Outra expectativa é a de que os jovens huteritas possam vir a sociabilizar com outros homens e mulheres quando completam quinze anos. Passam muitas vezes algum tempo juntos a realizar várias actividades, desde visitas a outras colónias, até ao trabalho em vários projectos e empregos dentro da comunidade. São experiências que oferecem oportunidades para que todos conheçam os novos buah e dien e se sociabilizem.
As coisas mudaram um pouco: antigamente, quando uma criança completava quinze anos deixava a escola e começava a trabalhar numa das “empresas” nas colónias da sua “leut”. Como o Ensino Secundário se tornou mais prevalente, especialmente entre os Schmiedeleut, a entrada do jovem na força de trabalho é adiada até à graduação liceal. No entanto, todos os buah recebem um emprego, como aprendiz em algum lugar da colónia. Ficam nesse aprendizado normalmente durante um ano, ou até que sejam necessários noutro lugar. Mas se estiverem em frequência escolar, esse trabalho designado ocorrerá depois da escola, ao sábado e nas férias escolares.
É pois um momento importante na vida dos jovens huteritas. Embora muitas vezes levem uma vida mais tranquila, os novos “adultos” (mas ainda não baptizados) não deixam de ser incentivados pelos membros adultos baptizados, na escola dominical e durante os cultos da igreja, a aproveitar esse tempo até ao baptismo para crescerem espiritualmente e a não permitir a formação de maus hábitos ou comportamentos desviantes da comunidade. Muitos huteritas, na actualidade, permitem alguma liberdade nesse período da vida, mas sem tolerar pecados ou comportamentos impróprios, de forma a ajudá-los a crescer. São tempos de tirocínio, de discernimento, de treino da paciência e perseverança, de ajuda na orientação e de treino para mais tarde saberem tomar as decisões certas para si e principalmente para a comunidade. Porque todos os pais huteritas desejam que os seus filhos um dia decidam ingressar na igreja huterita e se tornem membros da comunidade de crentes.

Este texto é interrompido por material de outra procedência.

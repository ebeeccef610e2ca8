//! Topic naming scheme.
//!
//! Both peers derive channel names from data they already hold (the lobby
//! code and, after role negotiation, the player names). No registry is
//! involved, so the mapping must stay a pure function of its inputs.
//!
//! ```text
//! start/{lobbyCode}      one-shot "match is starting" broadcast
//! ready/{recipientName}  readiness + board, addressed to the recipient
//! leave/{lobbyCode}      disconnect / abort broadcast
//! ```

use std::fmt;

const START_PREFIX: &str = "start";
const READY_PREFIX: &str = "ready";
const LEAVE_PREFIX: &str = "leave";

/// A publish/subscribe channel used by a match session.
#[derive(Debug, Clone, PartialEq, Eq, Hash, PartialOrd, Ord)]
pub enum Topic {
    /// `start/{lobbyCode}`
    Start(String),
    /// `ready/{recipientName}`
    Ready(String),
    /// `leave/{lobbyCode}`
    Leave(String),
}

impl Topic {
    pub fn start(lobby_code: &str) -> Self {
        Self::Start(lobby_code.to_string())
    }

    pub fn ready_for(recipient_name: &str) -> Self {
        Self::Ready(recipient_name.to_string())
    }

    pub fn leave(lobby_code: &str) -> Self {
        Self::Leave(lobby_code.to_string())
    }

    /// Topics that only need the lobby code, available before negotiation.
    pub fn lobby_scoped(lobby_code: &str) -> [Self; 2] {
        [Self::start(lobby_code), Self::leave(lobby_code)]
    }

    /// Whether this topic depends on a negotiated player name.
    pub fn is_name_scoped(&self) -> bool {
        matches!(self, Self::Ready(_))
    }

    /// The lobby code or player name this topic is keyed on.
    pub fn key(&self) -> &str {
        match self {
            Self::Start(key) | Self::Ready(key) | Self::Leave(key) => key,
        }
    }

    /// Parse a wire topic name back into a [`Topic`].
    ///
    /// Everything after the first `/` is the key, so player names may
    /// themselves contain slashes.
    pub fn parse(raw: &str) -> Option<Self> {
        let (prefix, key) = raw.split_once('/')?;
        if key.is_empty() {
            return None;
        }
        match prefix {
            START_PREFIX => Some(Self::Start(key.to_string())),
            READY_PREFIX => Some(Self::Ready(key.to_string())),
            LEAVE_PREFIX => Some(Self::Leave(key.to_string())),
            _ => None,
        }
    }
}

impl fmt::Display for Topic {
    fn fmt(&self, f: &mut fmt::Formatter<'_>) -> fmt::Result {
        match self {
            Self::Start(code) => write!(f, "{}/{}", START_PREFIX, code),
            Self::Ready(name) => write!(f, "{}/{}", READY_PREFIX, name),
            Self::Leave(code) => write!(f, "{}/{}", LEAVE_PREFIX, code),
        }
    }
}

A educação formal das crianças huteritas começa numa espécie de pré-escola, ou “klanaschuel”, a partir dos dois anos de idade. A “klanaschuel” é normalmente liderada por mulheres huteritas mais velhas, não seguindo um currículo formal, em nada idêntico à pedagogia americana ou canadiana. Já a escola primária actua com base nos regulamentos e metodologias estaduais e provinciais, começando normalmente aos cinco anos, no início do jardim de infância. É importante assinalar que cada vez mais huteritas frequentam o Ensino Superior, a formarem-se em áreas técnicas, principalmente, úteis para o serviço na comunidade.

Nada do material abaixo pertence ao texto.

impl<T, S> Actor<T, S>
where
    T: PubSub,
    S: MatchServer,
{
    async fn run(mut self, mut cmd_rx: mpsc::UnboundedReceiver<Command>) {
        debug!(lobby = %self.session.lobby_code(), "session task started");

        if let Err(err) = self.connect().await {
            debug!(lobby = %self.session.lobby_code(), error = %err, "initial connect failed");
        }

        loop {
            let connected = self.connection.status.is_connected();
            let has_starts = !self.starts.is_empty();

            tokio::select! {
                cmd = cmd_rx.recv() => match cmd {
                    Some(cmd) => {
                        if self.handle_command(cmd).await {
                            break;
                        }
                    }
                    None => {
                        debug!(lobby = %self.session.lobby_code(), "handle dropped");
                        self.exit().await;
                        break;
                    }
                },

                Some(joined) = self.starts.join_next(), if has_starts => {
                    self.finish_start(joined);
                }

                incoming = self.transport.recv(), if connected => match incoming {
                    Some(Ok(delivery)) => self.deliver(delivery).await,
                    Some(Err(err)) => self.lost(err.to_string()).await,
                    None => self.lost(TransportError::Closed.to_string()).await,
                },
            }
        }

        debug!(lobby = %self.session.lobby_code(), "session task exited");
    }

    /// Returns true once the actor should stop.
    async fn handle_command(&mut self, cmd: Command) -> bool {
        match cmd {
            Command::RequestStart(reply) => self.request_start(reply),
            Command::SelectShip { ship_id, reply } => {
                let _ = reply.send(self.session.select_ship(ship_id));
            }
            Command::ToggleOrientation(reply) => {
                let _ = reply.send(self.session.toggle_orientation());
            }
            Command::PlaceShip { row, col, reply } => {
                let _ = reply.send(self.session.place_ship(row, col));
            }
            Command::MarkReady(reply) => {
                let result = self.mark_ready().await;
                let _ = reply.send(result);
            }
            Command::Reconnect(reply) => {
                let result = self.reconnect().await;
                let _ = reply.send(result);
            }
            Command::Exit(reply) => {
                self.exit().await;
                let _ = reply.send(Ok(()));
                return true;
            }
        }
        self.publish_snapshot();
        false
    }

    fn request_start(&mut self, reply: Reply<()>) {
        let command = match self.session.start_command() {
            Ok(command) => command,
            Err(err) => {
                let _ = reply.send(Err(err));
                return;
            }
        };

        info!(lobby = %command.lobby_code, "sending start command");
        let server = Arc::clone(&self.server);
        self.starts.spawn(async move {
            let result = server.start_match(command).await;
            (result, reply)
        });
    }

    fn finish_start(&mut self, joined: Result<StartOutcome, JoinError>) {
        match joined {
            Ok((Ok(()), reply)) => {
                debug!(lobby = %self.session.lobby_code(), "start command accepted");
                let _ = reply.send(Ok(()));
            }
            Ok((Err(err), reply)) => {
                warn!(lobby = %self.session.lobby_code(), error = %err, "start command failed");
                self.notify(SessionNotice::StartFailed {
                    reason: err.to_string(),
                    retryable: err.is_retryable(),
                });
                let _ = reply.send(Err(SessionError::StartFailed(err)));
            }
            Err(join_err) => {
                debug!(lobby = %self.session.lobby_code(), "start command task ended: {join_err}");
            }
        }
    }

    async fn mark_ready(&mut self) -> Result<(), SessionError> {
        if self.session.is_terminal() {
            return Err(SessionError::Aborted);
        }
        if !self.connection.status.is_connected() {
            return Err(TransportError::NotConnected.into());
        }
        let actions = self.session.mark_ready()?;
        self.execute(actions).await;
        Ok(())
    }

    async fn connect(&mut self) -> Result<(), SessionError> {
        self.connection.begin_attempt();
        match self.transport.connect().await {
            Ok(()) => {
                info!(
                    lobby = %self.session.lobby_code(),
                    attempt = self.connection.attempts,
                    "transport connected"
                );
                self.connection.connected();
                let actions = self.session.connect();
                self.execute(actions).await;
                Ok(())
            }
            Err(err) => {
                warn!(lobby = %self.session.lobby_code(), error = %err, "transport connect failed");
                self.connection.connect_failed(err.to_string());
                self.notify(SessionNotice::TransportError {
                    reason: err.to_string(),
                });
                self.publish_snapshot();
                Err(err.into())
            }
        }
    }

    async fn reconnect(&mut self) -> Result<(), SessionError> {
        if self.session.is_terminal() {
            return Err(SessionError::Aborted);
        }

        if self.connection.status.is_connected() {
            let required = self.session.subscriptions();
            let missing: Vec<Topic> = self.connection.missing(&required).into_iter().cloned().collect();
            for topic in missing {
                self.subscribe(topic).await;
            }
            return Ok(());
        }

        if !self.connection.status.is_retryable() {
            return Err(TransportError::Closed.into());
        }
        self.connect().await
    }

    async fn deliver(&mut self, delivery: Delivery) {
        self.connection.touch();

        let inbound = match Inbound::decode(&delivery.topic, &delivery.body) {
            Ok(inbound) => inbound,
            Err(err) => {
                warn!(
                    lobby = %self.session.lobby_code(),
                    topic = %delivery.topic,
                    error = %err,
                    "dropping undecodable delivery"
                );
                return;
            }
        };

        let actions = self.session.apply(inbound);
        self.execute(actions).await;
    }

    async fn lost(&mut self, reason: String) {
        error!(lobby = %self.session.lobby_code(), %reason, "transport lost");
        self.connection.lost(reason.clone());
        self.notify(SessionNotice::TransportError { reason });
        let actions = self.session.transport_lost();
        self.execute(actions).await;
    }

    async fn exit(&mut self) {
        let actions = self.session.exit();
        self.execute(actions).await;
        if !self.connection.status.is_released() {
            self.release().await;
        }
        self.publish_snapshot();
    }

    /// Run actions in order. Observers never see a notice before the
    /// snapshot that explains it.
    async fn execute(&mut self, actions: Vec<SessionAction>) {
        for action in actions {
            match action {
                SessionAction::Subscribe(topic) => self.subscribe(topic).await,
                SessionAction::Publish { topic, message } => self.publish(&topic, &message).await,
                SessionAction::ReleaseAll => self.release().await,
                SessionAction::Notify(notice) => {
                    self.publish_snapshot();
                    self.notify(notice);
                }
            }
        }
        self.publish_snapshot();
    }

    async fn subscribe(&mut self, topic: Topic) {
        if !self.connection.status.is_connected() {
            debug!(lobby = %self.session.lobby_code(), %topic, "subscription deferred until connected");
            return;
        }
        if self.connection.is_subscribed(&topic) {
            return;
        }

        match self.transport.subscribe(&topic).await {
            Ok(()) => {
                debug!(lobby = %self.session.lobby_code(), %topic, "subscribed");
                self.connection.track(topic);
            }
            Err(err) => {
                warn!(lobby = %self.session.lobby_code(), %topic, error = %err, "subscribe failed");
                self.notify(SessionNotice::TransportError {
                    reason: err.to_string(),
                });
            }
        }
    }

    async fn publish(&mut self, topic: &Topic, message: &Outbound) {
        let body = match message.encode() {
            Ok(body) => body,
            Err(err) => {
                error!(%topic, error = %err, "failed to encode outbound message");
                return;
            }
        };

        match self.transport.publish(topic, body).await {
            Ok(()) => {
                debug!(lobby = %self.session.lobby_code(), %topic, "published");
                self.connection.record_publish();
            }
            Err(err) => {
                warn!(lobby = %self.session.lobby_code(), %topic, error = %err, "publish failed");
                self.notify(SessionNotice::TransportError {
                    reason: err.to_string(),
                });
            }
        }
    }

    /// Unsubscribe everything, drop the connection and cancel pending waits.
    async fn release(&mut self) {
        self.starts.abort_all();

        for topic in self.connection.release_all() {
            if let Err(err) = self.transport.unsubscribe(&topic).await {
                debug!(%topic, error = %err, "unsubscribe failed during release");
            }
        }
        if let Err(err) = self.transport.disconnect().await {
            debug!(error = %err, "disconnect failed during release");
        }
        info!(
            lobby = %self.session.lobby_code(),
            published = self.connection.published,
            "transport released"
        );
    }

    /// Never blocks the actor. A notice that finds the channel full is
    /// dropped; the snapshot published before it carries the same state.
    fn notify(&mut self, notice: SessionNotice) {
        match self.notice_tx.try_send(notice) {
            Ok(()) => {}
            Err(mpsc::error::TrySendError::Full(dropped)) => {
                warn!("notice channel full, dropping {:?}", dropped);
            }
            Err(mpsc::error::TrySendError::Closed(_)) => {
                debug!("notice receiver dropped");
            }
        }
    }

    fn publish_snapshot(&self) {
        let snapshot = self.session.snapshot();
        self.snapshot_tx.send_if_modified(|current| {
            if *current == snapshot {
                false
            } else {
                *current = snapshot;
                true
            }
        });
    }
}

No passado, poucas colónias ofereciam educação para além do Ensino Secundário, ao contrario de hoje em dia, em que um número maior está a ir nessa direcção. De facto, tanto entre os Schmiedeleut como nos Dariusleut há cada vez mais jovens a graduarem-se ao nível do 12º ano e a prosseguir até estudos depois. Cerca de dois terços das colónias de Schmiedeleut, por exemplo, já fornecem pelo menos o equivalente ao 12º ano.
Pelo meio, vem o baptismo, se tão importante é para qualquer grupo anabaptista, entre os huteritas tem também uma relevância especial. É um dos passos mais importantes na vida de um huterita, pois é então que fazem um voto a Deus e à igreja para permanecerem firmes e fiéis para o resto das suas vidas, algo que é levado muito a sério por todos. Os huteritas normalmente pedem o baptismo entre os vinte e os trinta anos. Este ocorre depois de uma formação religiosa entre cinco a dez anos na escola, na chamada Escola Dominical e na igreja. Muito antes de o baptismo ser solicitado, espera-se que o indivíduo mostre sinais claros de uma vida regenerada e de um compromisso com a fé. É um grande passo para um huterita, para toda a vida, algo que deve ser consciente e seguro.